- [Your objective]: Tally every line in the data that has the word "CommandLine" and report only the total.

- [Supplied information]:
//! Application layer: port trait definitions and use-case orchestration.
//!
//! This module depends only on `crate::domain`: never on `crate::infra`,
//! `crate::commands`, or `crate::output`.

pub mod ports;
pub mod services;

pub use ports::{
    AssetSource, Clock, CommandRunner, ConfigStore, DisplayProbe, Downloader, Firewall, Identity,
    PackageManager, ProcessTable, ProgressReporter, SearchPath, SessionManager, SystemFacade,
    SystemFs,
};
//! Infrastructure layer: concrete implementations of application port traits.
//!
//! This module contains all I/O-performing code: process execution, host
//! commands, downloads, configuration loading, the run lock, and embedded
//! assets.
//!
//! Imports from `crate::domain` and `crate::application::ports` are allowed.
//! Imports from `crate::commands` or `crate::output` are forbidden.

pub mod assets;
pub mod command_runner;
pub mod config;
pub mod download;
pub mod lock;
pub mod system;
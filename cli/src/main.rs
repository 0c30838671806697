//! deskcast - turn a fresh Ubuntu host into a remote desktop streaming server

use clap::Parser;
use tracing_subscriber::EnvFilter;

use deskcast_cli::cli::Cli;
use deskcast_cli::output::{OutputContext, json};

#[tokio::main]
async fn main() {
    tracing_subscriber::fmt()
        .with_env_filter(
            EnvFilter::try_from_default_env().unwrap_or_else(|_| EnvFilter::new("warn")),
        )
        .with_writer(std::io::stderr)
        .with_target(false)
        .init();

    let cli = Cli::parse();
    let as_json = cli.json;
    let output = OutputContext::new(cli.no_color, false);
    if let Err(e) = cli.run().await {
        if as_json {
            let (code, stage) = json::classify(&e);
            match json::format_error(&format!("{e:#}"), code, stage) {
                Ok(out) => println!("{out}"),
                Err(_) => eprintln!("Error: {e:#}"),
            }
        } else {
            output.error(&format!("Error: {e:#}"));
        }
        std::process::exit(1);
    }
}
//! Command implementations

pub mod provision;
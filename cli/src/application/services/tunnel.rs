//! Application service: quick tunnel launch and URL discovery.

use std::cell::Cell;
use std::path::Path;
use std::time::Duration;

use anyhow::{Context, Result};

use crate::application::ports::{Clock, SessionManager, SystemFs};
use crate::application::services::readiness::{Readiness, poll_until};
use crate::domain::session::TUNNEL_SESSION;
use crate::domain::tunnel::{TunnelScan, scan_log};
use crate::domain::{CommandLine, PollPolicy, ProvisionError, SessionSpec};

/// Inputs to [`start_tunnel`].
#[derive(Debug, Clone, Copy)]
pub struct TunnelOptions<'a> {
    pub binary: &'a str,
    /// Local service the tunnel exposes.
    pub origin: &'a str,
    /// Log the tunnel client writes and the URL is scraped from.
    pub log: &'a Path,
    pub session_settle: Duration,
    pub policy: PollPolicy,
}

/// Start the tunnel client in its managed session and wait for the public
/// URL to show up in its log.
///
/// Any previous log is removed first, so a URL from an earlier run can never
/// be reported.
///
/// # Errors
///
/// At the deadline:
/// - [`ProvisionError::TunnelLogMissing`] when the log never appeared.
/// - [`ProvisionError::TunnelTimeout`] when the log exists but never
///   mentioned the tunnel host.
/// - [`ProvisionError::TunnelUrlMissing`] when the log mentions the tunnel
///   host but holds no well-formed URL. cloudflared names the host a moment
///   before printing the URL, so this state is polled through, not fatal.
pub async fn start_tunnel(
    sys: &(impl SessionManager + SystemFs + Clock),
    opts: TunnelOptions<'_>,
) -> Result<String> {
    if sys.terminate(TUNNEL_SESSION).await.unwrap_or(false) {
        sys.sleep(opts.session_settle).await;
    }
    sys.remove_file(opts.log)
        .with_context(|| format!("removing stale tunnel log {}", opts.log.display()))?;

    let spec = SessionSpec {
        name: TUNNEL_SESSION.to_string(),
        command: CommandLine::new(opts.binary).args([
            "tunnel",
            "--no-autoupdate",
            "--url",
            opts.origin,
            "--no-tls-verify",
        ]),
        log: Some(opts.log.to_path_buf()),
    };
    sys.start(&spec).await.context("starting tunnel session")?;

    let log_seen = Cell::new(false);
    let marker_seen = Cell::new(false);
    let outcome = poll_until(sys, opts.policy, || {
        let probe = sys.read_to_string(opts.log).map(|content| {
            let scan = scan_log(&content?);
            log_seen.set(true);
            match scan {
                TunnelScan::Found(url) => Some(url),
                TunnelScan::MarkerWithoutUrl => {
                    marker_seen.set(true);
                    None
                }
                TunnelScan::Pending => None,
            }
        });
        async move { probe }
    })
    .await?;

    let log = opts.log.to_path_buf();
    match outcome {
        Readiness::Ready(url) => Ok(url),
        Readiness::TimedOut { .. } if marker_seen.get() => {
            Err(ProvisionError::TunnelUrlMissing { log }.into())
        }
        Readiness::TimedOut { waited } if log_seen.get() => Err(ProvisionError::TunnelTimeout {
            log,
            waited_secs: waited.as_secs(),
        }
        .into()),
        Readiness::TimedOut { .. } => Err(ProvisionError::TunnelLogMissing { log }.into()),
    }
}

- [Response area]: 2